Entity identification: Extract C and E based on syntactic projection
Polarity determination: Calculate the sign of I from indicator class and negation
Salience calculation: Calculate the magnitude |I| from morphological and syntactic markers

The output is a fully specified triple (C, E, I) where I \in [-1, +1] represents:

I = \pm(\text{polarity}) \times |\text{salience}|

Step 1: Entity Identification

Input: Annotated causal relation with indicator and syntactic dependencies
Output: Entity pair (C, E)
Method: Syntactic projection according to indicator-specific patterns

Causal indicators project their arguments through predictable syntactic patterns. The most frequent patterns:

Transitive-Causative Verbs

Indicators: cause, trigger, produce, stop, prevent

Projection: Subject → Cause, Direct object → Effect

Example

Pesticides cause insect mortality.

Indicator: cause (transitive-causative)
Subject (pesticides) = Cause
Direct object (insect mortality) = Effect
Result: (C=\text{pesticides}, E=\text{insect mortality})

Copula Constructions

Indicators: cause (noun), consequence, reason

Projection: Subject → Cause, Prepositional object (for/of) → Effect

Example

Climate change is the cause of species extinction.

Indicator: cause (copula construction)
Subject (climate change) = Cause
Prepositional object (of species extinction) = EFFECT
Result: (C=\text{climate change}, E=\text{species extinction})

Prepositional Markers

Indicators: due to, because of, through

Projection: Prepositional object → Cause, Matrix clause subject/object → Effect

Example

Species die out due to habitat loss.

Indicator: due to (prepositional)
Prepositional object (habitat loss) = Cause
Matrix subject (species) combined with verb (die out) = Effect
Result: (C=\text{habitat loss}, E=\text{species die out})

Entity Minimization

Extracted entities follow the token minimization principle: attributive modifiers are extracted as separate coefficients, leaving only head tokens as entities.

Why minimization?

Minimal entities enable better aggregation. Instead of treating “industrial pesticides” and “agricultural pesticides” as separate causes, we extract:

Entity: pesticides
Coefficient: industrial / agricultural

This allows aggregating evidence about pesticides as a general cause while preserving modifier information for detailed analysis.

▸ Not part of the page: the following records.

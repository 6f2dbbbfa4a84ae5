//! Fetch pipeline for executing a strategy chain.
//!
//! The pipeline runs strategies strictly in the order it was given. The
//! first success wins. Unavailable strategies are skipped, and a failing
//! strategy decides through `should_fallback` whether the chain goes on.

use std::future::Future;
use std::sync::Arc;
use std::time::Duration;

use serde::{Deserialize, Serialize};
use tallybar_core::{ProviderKind, UsageSnapshot};
use tokio::time::Instant;
use tokio_util::sync::CancellationToken;
use tracing::{debug, info, instrument, warn};

use crate::context::{FetchSettings, ProviderFetchContext};
use crate::error::PipelineError;
use crate::strategy::{FetchKind, FetchStrategy, StrategyInfo};

// ============================================================================
// Fetch Attempt
// ============================================================================

/// What happened to one strategy during a pipeline run.
#[derive(Debug, Clone, PartialEq, Serialize, Deserialize)]
#[serde(tag = "status", rename_all = "snake_case")]
pub enum AttemptOutcome {
    /// `is_available` returned false.
    Skipped {
        /// Why the strategy was skipped.
        reason: String,
    },
    /// `fetch` returned an error.
    Failed {
        /// The error message.
        error: String,
    },
    /// The attempt ran out of time.
    TimedOut,
    /// `fetch` returned a snapshot.
    Succeeded,
}

/// Record of a single fetch attempt.
#[derive(Debug, Clone, PartialEq, Serialize, Deserialize)]
pub struct FetchAttempt {
    /// The strategy ID that was attempted.
    pub strategy_id: String,
    /// The kind of fetch used.
    pub kind: FetchKind,
    /// What happened.
    pub outcome: AttemptOutcome,
    /// How long the attempt took.
    pub duration: Duration,
}

impl FetchAttempt {
    fn new(
        strategy_id: impl Into<String>,
        kind: FetchKind,
        outcome: AttemptOutcome,
        duration: Duration,
    ) -> Self {
        Self {
            strategy_id: strategy_id.into(),
            kind,
            outcome,
            duration,
        }
    }

    /// Returns true if the attempt produced the result.
    pub fn succeeded(&self) -> bool {
        matches!(self.outcome, AttemptOutcome::Succeeded)
    }

    /// Returns true if the strategy was skipped.
    pub fn skipped(&self) -> bool {
        matches!(self.outcome, AttemptOutcome::Skipped { .. })
    }

    /// Returns the error message for failed attempts.
    pub fn error(&self) -> Option<&str> {
        match &self.outcome {
            AttemptOutcome::Failed { error } => Some(error),
            _ => None,
        }
    }
}
//! Warp provider implementation.
//!
//! Warp meters AI requests per refresh period. The limit and the
//! consumed count come from a single GraphQL query authenticated with a
//! Warp API key.

mod api;
mod descriptor;
mod error;
mod strategies;

pub use api::{WarpBonusGrant, WarpClient, WarpRequestLimits, WarpUsage};
pub use descriptor::warp_descriptor;
pub use error::WarpError;
pub use strategies::WarpApiStrategy;
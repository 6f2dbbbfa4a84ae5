//! JetBrains fetch strategies.

use std::path::PathBuf;

use async_trait::async_trait;
use tallybar_core::UsageSnapshot;
use tallybar_fetch::{FetchError, FetchKind, FetchStrategy, ProviderFetchContext};
use tracing::{debug, instrument};

use super::error::JetBrainsError;
use super::locator::JetBrainsLocator;
use super::parser::{build_snapshot, parse_quota_xml};

/// Reads the quota the newest IDE cached on disk.
pub struct JetBrainsLocalStrategy {
    locator: JetBrainsLocator,
}

impl JetBrainsLocalStrategy {
    /// Creates a strategy searching the platform config directory.
    pub fn new() -> Self {
        Self {
            locator: JetBrainsLocator::new(),
        }
    }

    /// Creates a strategy searching the given vendor directories.
    pub fn with_roots(roots: Vec<PathBuf>) -> Self {
        Self {
            locator: JetBrainsLocator::with_roots(roots),
        }
    }
}

impl Default for JetBrainsLocalStrategy {
    fn default() -> Self {
        Self::new()
    }
}

#[async_trait]
impl FetchStrategy for JetBrainsLocalStrategy {
    fn id(&self) -> &str {
        "jetbrains.local"
    }

    fn kind(&self) -> FetchKind {
        FetchKind::LocalProbe
    }

    async fn is_available(&self, _ctx: &ProviderFetchContext) -> bool {
        self.locator.find_newest().is_some()
    }

    #[instrument(skip(self, _ctx))]
    async fn fetch(&self, _ctx: &ProviderFetchContext) -> Result<UsageSnapshot, FetchError> {
        let file = self
            .locator
            .find_newest()
            .ok_or(JetBrainsError::QuotaFileNotFound)?;
        debug!(ide = %file.ide, "Reading AI Assistant quota");

        let xml = tokio::fs::read_to_string(&file.path)
            .await
            .map_err(JetBrainsError::Io)?;
        let quota = parse_quota_xml(&xml)?;
        Ok(build_snapshot(&quota))
    }
}
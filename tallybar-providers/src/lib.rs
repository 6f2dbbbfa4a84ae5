// Lint configuration for this crate
#![warn(missing_docs)]
#![warn(clippy::all)]
#![warn(clippy::pedantic)]
#![allow(clippy::module_name_repetitions)]
#![allow(clippy::must_use_candidate)]

//! # `TallyBar` Providers
//!
//! Provider descriptors, the provider registry and the concrete fetch
//! strategies for the `TallyBar` application.
//!
//! Each provider module includes:
//!
//! - **Descriptor**: Static configuration (metadata, branding, fetch plan, CLI names)
//! - **Strategies**: Fetch strategy implementations
//! - **Parsing**: Pure functions from response bodies to a `UsageSnapshot`
//!
//! ## Supported Providers
//!
//! | Provider | Modes | Strategy | Source |
//! |----------|-------|----------|--------|
//! | OpenRouter | auto, api | `openrouter.api` | API key |
//! | Warp | auto, api | `warp.api` | API key |
//! | Antigravity | auto, cli | `antigravity.local` | Local language server |
//! | JetBrains AI | auto, cli | `jetbrains.local` | IDE options file |
//! | Kimi K2 | auto, api | `kimik2.api` | API key |
//!
//! ## Usage
//!
//! ```ignore
//! use std::sync::Arc;
//! use tallybar_core::ProviderKind;
//! use tallybar_fetch::{InMemorySettings, SourceMode};
//! use tallybar_providers::{ProviderRegistry, UsageFetcher};
//!
//! let registry = Arc::new(ProviderRegistry::with_default_providers()?);
//! let fetcher = UsageFetcher::new(registry, Arc::new(InMemorySettings::new()));
//!
//! let result = fetcher.execute(ProviderKind::OpenRouter, SourceMode::Auto).await?;
//! println!("{} via {}", result.provider, result.strategy_id);
//! ```

pub mod descriptor;
pub mod fetcher;
pub mod registry;

// Provider modules (alphabetical)
pub mod antigravity;
pub mod jetbrains;
pub mod kimik2;
pub mod openrouter;
pub mod warp;

#[cfg(test)]
mod test_support;

// Re-export key types
pub use descriptor::{
    CliConfig, FetchPlan, ProviderDescriptor, ProviderDescriptorBuilder, StrategyResolver,
};
pub use fetcher::UsageFetcher;
pub use registry::{ProviderRegistry, RegistryError, default_descriptors};

// Re-export provider descriptors
pub use antigravity::antigravity_descriptor;
pub use jetbrains::jetbrains_descriptor;
pub use kimik2::kimik2_descriptor;
pub use openrouter::openrouter_descriptor;
pub use warp::warp_descriptor;

// Re-export strategy types for convenience
pub use antigravity::AntigravityLocalStrategy;
pub use jetbrains::JetBrainsLocalStrategy;
pub use kimik2::KimiK2ApiStrategy;
pub use openrouter::OpenRouterApiStrategy;
pub use warp::WarpApiStrategy;
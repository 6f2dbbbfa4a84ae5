//! Antigravity fetch strategies.

use std::sync::{Mutex, PoisonError};

use async_trait::async_trait;
use tallybar_core::UsageSnapshot;
use tallybar_fetch::{FetchError, FetchKind, FetchStrategy, HttpClient, ProviderFetchContext};
use tracing::{debug, instrument};

use super::api::LanguageServerClient;
use super::process::{self, LanguageServer};
use super::quota::build_snapshot;

/// Local probe strategy for Antigravity.
///
/// Finds the running language server, then asks it for per-model quotas
/// over loopback HTTPS. The server found by `is_available` is handed to the
/// following `fetch`, so one fetch scans the process table once.
#[derive(Debug, Default)]
pub struct AntigravityLocalStrategy {
    detected: Mutex<Option<LanguageServer>>,
}

impl AntigravityLocalStrategy {
    /// Creates a new Antigravity local strategy.
    pub fn new() -> Self {
        Self::default()
    }

    fn remember(&self, server: Option<LanguageServer>) {
        *self.detected.lock().unwrap_or_else(PoisonError::into_inner) = server;
    }

    /// Takes the server found by the last availability check, if any.
    fn take_detected(&self) -> Option<LanguageServer> {
        self.detected
            .lock()
            .unwrap_or_else(PoisonError::into_inner)
            .take()
    }
}

#[async_trait]
impl FetchStrategy for AntigravityLocalStrategy {
    fn id(&self) -> &str {
        "antigravity.local"
    }

    fn kind(&self) -> FetchKind {
        FetchKind::LocalProbe
    }

    #[instrument(skip(self, ctx))]
    async fn is_available(&self, ctx: &ProviderFetchContext) -> bool {
        match process::detect(&ctx.process).await {
            Ok(server) => {
                self.remember(Some(server));
                true
            }
            Err(e) => {
                debug!(error = %e, "Language server not detected");
                self.remember(None);
                false
            }
        }
    }

    #[instrument(skip(self, ctx))]
    async fn fetch(&self, ctx: &ProviderFetchContext) -> Result<UsageSnapshot, FetchError> {
        debug!("Fetching Antigravity quotas via local probe");

        let server = match self.take_detected() {
            Some(server) => server,
            None => process::detect(&ctx.process).await?,
        };
        let ports = process::candidate_ports(&ctx.process, &server).await?;

        let http = HttpClient::local_insecure(ctx.timeout())?;
        let client = LanguageServerClient::first_responsive(&http, &ports, &server.csrf_token).await?;
        let quotas = client.quotas().await?;

        Ok(build_snapshot(&quotas)?)
    }
}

Step 2: Polarity Determination

Input: Entity pair (C, E) and annotated indicator with optional negation markers
Output: Sign of I (+ or −)
Method: Base polarity from indicator class, modified by negation

Base Polarity from Indicator Class

Each indicator family has an inherent polarity:

Promoting indicators (I_{\text{default}} > 0): - Verbs: cause, trigger, lead to, produce, strengthen - Nouns: cause, reason, consequence - Prepositions: due to, because of, through

Inhibiting indicators (I_{\text{default}} < 0): - Verbs: stop, prevent, reduce, block, curb - Nouns: prevention, barrier, protection against - Prepositions: against, despite

Example

Measures stop insect mortality.

Indicator: stop ∈ STOP family (inhibiting)
Base polarity: I_{\text{default}} < 0

Negation Modification

Contextual negation markers modify base polarity through two mechanisms:

Object-Based Negation

Negative nominals (loss, decline, absence) invert polarity with odd numbers of negations:

\begin{align*} \text{1 negation:} \quad &I_{\text{final}} = -I_{\text{default}} \\ \text{2 negations:} \quad &I_{\text{final}} = I_{\text{default}} \\ \text{3 negations:} \quad &I_{\text{final}} = -I_{\text{default}} \end{align*}

Example: Single negation

Loss of habitats causes bee mortality.

Indicator: causes → I_{\text{default}} > 0 (promoting)
Object negation on Cause (loss): 1×
Polarity inverted: I_{\text{final}} < 0 (inhibiting)
Interpretation: Less habitat leads to more bee mortality (inhibiting relation)

Example: Double negation

Loss of pesticides prevents loss of bees.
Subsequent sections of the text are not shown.